**What you have to do**
A word-for-word repetition of all the entries is required.
◇ ◇ ◇ ◇ ◇
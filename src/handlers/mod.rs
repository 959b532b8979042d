use axum::Json;

use crate::data::models::HealthResponse;

pub mod auth;
pub mod cards;
pub mod confidence_levels;
pub mod review_schedules;

pub async fn health() -> Json<HealthResponse> {
    Json(HealthResponse { status: "ok" })
}
// Sitewright services
// Services provide stateless or external functionality: generation, export, preview, settings.

pub mod export_service;
pub mod generation_client;
pub mod preview_renderer;
pub mod settings_engine;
◇ ◇ ◇ ◇ ◇
**Answer for this exercise**
filename src/handlers/mod.rs
repository 959b532b8979042d
use axum::Json;

use crate::data::models::HealthResponse;

pub mod auth;
pub mod cards;
pub mod confidence_levels;
pub mod review_schedules;

pub async fn health() -> Json<HealthResponse> {
    Json(HealthResponse { status: "ok" })
}
// Sitewright services
// Services provide stateless or external functionality: generation, export, preview, settings.

pub mod export_service;
pub mod generation_client;
pub mod preview_renderer;
pub mod settings_engine;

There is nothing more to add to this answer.